* What you will do: Below are entries; print them exactly from the first line through the one containing "Allocates a zeroed".

[Saved data entries]
********

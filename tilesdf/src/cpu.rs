// Copyright 2026 the Tilesdf Authors
// SPDX-License-Identifier: Apache-2.0 OR MIT

//! Runs recordings with the CPU mirrors of the shaders.
//!
//! This renders a sealed [`CommandStream`] without a GPU, for tests and
//! headless use. The results match the GPU path up to floating point
//! differences in the distance functions.

use std::cell::RefCell;
use std::collections::HashMap;

use bytemuck::Pod;
use tilesdf_encoding::{
    BinCounters, CommandStream, ConfigUniform, DrawIndirect, RenderParams, TileNode,
};
use tilesdf_shaders::cpu::{pack4x8unorm, unpack4x8unorm, CpuBinding};

use crate::recording::{BufferProxy, Command, ImageProxy, Recording, ResourceId, ShaderId};
use crate::render::{record_binning, record_raster, FrameBuffers, TileBuffers};
use crate::shaders::cpu_shaders;
use crate::{Error, Result};

type CpuShader = fn(u32, &[CpuBinding<'_>]);

/// Executes [`Recording`]s on the CPU.
#[derive(Default)]
pub struct CpuEngine {
    shaders: Vec<CpuShader>,
}

/// Memory backing the proxies of a CPU run.
///
/// Images are stored as packed RGBA8 pixels, row major.
#[derive(Default)]
pub struct CpuResources {
    bufs: HashMap<ResourceId, RefCell<Vec<u8>>>,
}

impl CpuResources {
    /// Allocates a zeroed buffer of `size` bytes.
    pub fn alloc(&mut self, size: u64, name: &'static str) -> BufferProxy {
        let proxy = BufferProxy::new(size.max(4), name);
        self.bufs
            .insert(proxy.id, RefCell::new(vec![0; proxy.size as usize]));
        proxy
    }

    /// Allocates a buffer holding `data`.
    ///
    /// Empty data still gets room for one element, as every binding must be
    /// backed by memory.
    pub fn upload<T: Pod>(&mut self, data: &[T], name: &'static str) -> BufferProxy {
        let len = data.len().max(1) * size_of::<T>();
        let proxy = self.alloc(len as u64, name);
        let bytes: &[u8] = bytemuck::cast_slice(data);
        self.bufs[&proxy.id].borrow_mut()[..bytes.len()].copy_from_slice(bytes);
        proxy
    }

    /// Allocates an image filled with the packed color `fill`.
    pub fn alloc_image(&mut self, width: u32, height: u32, fill: u32) -> ImageProxy {
        let proxy = ImageProxy::new(width, height);
        let pixels = (width as usize * height as usize).max(1);
        let bytes = std::iter::repeat_n(fill.to_ne_bytes(), pixels)
            .flatten()
            .collect();
        self.bufs.insert(proxy.id, RefCell::new(bytes));
        proxy
    }

    fn get(&self, id: ResourceId, name: &'static str, usage: &'static str) -> Result<&RefCell<Vec<u8>>> {
        self.bufs
            .get(&id)
            .ok_or(Error::UnavailableBufferUsed(name, usage))
    }

    /// Reads the start of a buffer as a `T`.
    pub fn read<T: Pod>(&self, proxy: BufferProxy) -> Result<T> {
        let buf = self.get(proxy.id, proxy.name, "read")?.borrow();
        Ok(bytemuck::pod_read_unaligned(&buf[..size_of::<T>()]))
    }

    /// Returns the packed pixels of an image.
    pub fn image(&self, proxy: ImageProxy) -> Result<Vec<u32>> {
        let pixels = self.get(proxy.id, "image", "read")?.borrow();
        let len = proxy.width as usize * proxy.height as usize;
        Ok(bytemuck::cast_slice::<u8, u32>(&pixels)[..len].to_vec())
    }
}

impl CpuEngine {
    pub fn add_shader(&mut self, shader: CpuShader) -> ShaderId {
        let id = self.shaders.len();
        self.shaders.push(shader);
        ShaderId(id)
    }

    /// Runs the commands of `recording` in order against `resources`.
    pub fn run_recording(&self, recording: &Recording, resources: &CpuResources) -> Result<()> {
        let bindings = |proxies: &[BufferProxy], usage| {
            proxies
                .iter()
                .map(|p| Ok(CpuBinding::BufferRW(resources.get(p.id, p.name, usage)?)))
                .collect::<Result<Vec<_>>>()
        };
        for command in &recording.commands {
            match command {
                Command::Clear(proxy, offset, size) => {
                    let mut buf = resources.get(proxy.id, proxy.name, "clear")?.borrow_mut();
                    let mut slice = &mut buf[*offset as usize..];
                    if let Some(size) = size {
                        slice = &mut slice[..*size as usize];
                    }
                    slice.fill(0);
                }
                Command::Dispatch(shader_id, (x, y, z), proxies) => {
                    if *x == 0 || *y == 0 || *z == 0 {
                        continue;
                    }
                    let resources = bindings(proxies, "dispatch")?;
                    (self.shaders[shader_id.0])(*x, &resources);
                }
                Command::DrawIndirect(params) => {
                    let indirect: DrawIndirect = resources.read(params.indirect)?;
                    let target = resources.get(params.target.id, "target", "draw")?;
                    if let Some(color) = params.clear_color {
                        let packed = pack4x8unorm(color);
                        bytemuck::cast_slice_mut::<u8, u32>(&mut target.borrow_mut()).fill(packed);
                    }
                    let mut resources = bindings(&params.resources, "draw")?;
                    resources.push(CpuBinding::BufferRW(target));
                    (self.shaders[params.shader_id.0])(indirect.instance_count, &resources);
                }
            }
        }
        Ok(())
    }
}

/// A frame rendered on the CPU.
#[derive(Clone, Debug)]
pub struct CpuFrame {
    pub width: u32,
    pub height: u32,
    /// Premultiplied RGBA8 pixels, row major.
    pub pixels: Vec<u8>,
    /// Binning counters of the frame.
    pub counters: BinCounters,
}

impl CpuFrame {
    /// Returns the premultiplied RGBA8 value of a pixel.
    pub fn pixel(&self, x: u32, y: u32) -> [u8; 4] {
        let ix = (y as usize * self.width as usize + x as usize) * 4;
        let mut out = [0; 4];
        out.copy_from_slice(&self.pixels[ix..ix + 4]);
        out
    }
}

/// Premultiplied clear color of the target, matching the packed background.
pub(crate) fn clear_color(config: &ConfigUniform) -> [f32; 4] {
    unpack4x8unorm(config.background)
}

/// Bins and rasterizes a sealed stream on the CPU.
///
/// `max_nodes` is the capacity of the tile node pool.
///
/// # Panics
///
/// If the stream is inside a frame.
pub fn render_to_pixels(
    stream: &CommandStream,
    params: &RenderParams,
    max_nodes: u32,
) -> Result<CpuFrame> {
    assert!(
        !stream.is_in_frame(),
        "render_to_pixels called before end_frame"
    );
    let max_nodes = max_nodes.max(1);
    let config = stream.config(params, max_nodes);
    let data = stream.frame_data();

    let mut engine = CpuEngine::default();
    let shaders = cpu_shaders(&mut engine);
    let mut resources = CpuResources::default();
    let frame = FrameBuffers {
        config: resources.upload(&[config], "config"),
        commands: resources.upload(data.commands, "commands"),
        draw_data: resources.upload(data.draw_data, "draw_data"),
        aabbs: resources.upload(data.aabbs, "aabbs"),
        clips: resources.upload(data.clips, "clips"),
    };
    let tile_count = config.tile_count().max(1) as u64;
    let tiles = TileBuffers {
        heads: resources.alloc(tile_count * 4, "heads"),
        nodes: resources.alloc(max_nodes as u64 * size_of::<TileNode>() as u64, "nodes"),
        counters: resources.alloc(size_of::<BinCounters>() as u64, "counters"),
        tile_indices: resources.alloc(tile_count * 4, "tile_indices"),
        indirect: resources.alloc(size_of::<DrawIndirect>() as u64, "indirect"),
    };
    let target = resources.alloc_image(config.target_width, config.target_height, 0);

    let mut recording = Recording::default();
    record_binning(&mut recording, &shaders, &frame, &tiles, &config);
    record_raster(
        &mut recording,
        &shaders,
        &frame,
        &tiles,
        target,
        clear_color(&config),
    );
    engine.run_recording(&recording, &resources)?;

    let counters: BinCounters = resources.read(tiles.counters)?;
    if counters.failed != 0 {
        log::error!(
            "tile node pool of {max_nodes} exhausted, some tiles are incomplete"
        );
    }
    let pixels = resources
        .image(target)?
        .into_iter()
        .flat_map(u32::to_le_bytes)
        .collect();
    Ok(CpuFrame {
        width: config.target_width,
        height: config.target_height,
        pixels,
        counters,
    })
}

#[cfg(test)]
mod tests {
    use super::*;
    use peniko::color::palette;
    use peniko::kurbo::Point;
    use tilesdf_encoding::Capacities;

    #[test]
    fn clear_zeroes_a_range() {
        let mut resources = CpuResources::default();
        let buf = resources.upload(&[1_u32, 2, 3, 4], "buf");
        let mut recording = Recording::default();
        recording.push(Command::Clear(buf, 4, Some(8)));
        CpuEngine::default()
            .run_recording(&recording, &resources)
            .unwrap();
        let values: [u32; 4] = resources.read(buf).unwrap();
        assert_eq!(values, [1, 0, 0, 4]);
    }

    #[test]
    fn unknown_buffer_is_an_error() {
        let resources = CpuResources::default();
        let mut recording = Recording::default();
        recording.clear_all(BufferProxy::new(4, "ghost"));
        let result = CpuEngine::default().run_recording(&recording, &resources);
        assert!(matches!(
            result,
            Err(Error::UnavailableBufferUsed("ghost", "clear"))
        ));
    }

    #[test]
    fn node_exhaustion_is_reported() {
        let mut stream = CommandStream::new(Capacities::default());
        stream.set_viewport(256, 256);
        stream.begin_frame();
        stream.disc(Point::new(128.0, 128.0), 120.0, palette::css::RED);
        stream.end_frame();
        let frame = render_to_pixels(&stream, &RenderParams::default(), 4).unwrap();
        assert_eq!(frame.counters.failed, 1);
        assert_eq!(frame.pixels.len(), 256 * 256 * 4);
    }
}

********

* Reply:
filename tilesdf/src/cpu.rs
// Copyright 2026 the Tilesdf Authors
// SPDX-License-Identifier: Apache-2.0 OR MIT

//! Runs recordings with the CPU mirrors of the shaders.
//!
//! This renders a sealed [`CommandStream`] without a GPU, for tests and
//! headless use. The results match the GPU path up to floating point
//! differences in the distance functions.

use std::cell::RefCell;
use std::collections::HashMap;

use bytemuck::Pod;
use tilesdf_encoding::{
    BinCounters, CommandStream, ConfigUniform, DrawIndirect, RenderParams, TileNode,
};
use tilesdf_shaders::cpu::{pack4x8unorm, unpack4x8unorm, CpuBinding};

use crate::recording::{BufferProxy, Command, ImageProxy, Recording, ResourceId, ShaderId};
use crate::render::{record_binning, record_raster, FrameBuffers, TileBuffers};
use crate::shaders::cpu_shaders;
use crate::{Error, Result};

type CpuShader = fn(u32, &[CpuBinding<'_>]);

/// Executes [`Recording`]s on the CPU.
#[derive(Default)]
pub struct CpuEngine {
    shaders: Vec<CpuShader>,
}

/// Memory backing the proxies of a CPU run.
///
/// Images are stored as packed RGBA8 pixels, row major.
#[derive(Default)]
pub struct CpuResources {
    bufs: HashMap<ResourceId, RefCell<Vec<u8>>>,
}

impl CpuResources {
    /// Allocates a zeroed buffer of `size` bytes.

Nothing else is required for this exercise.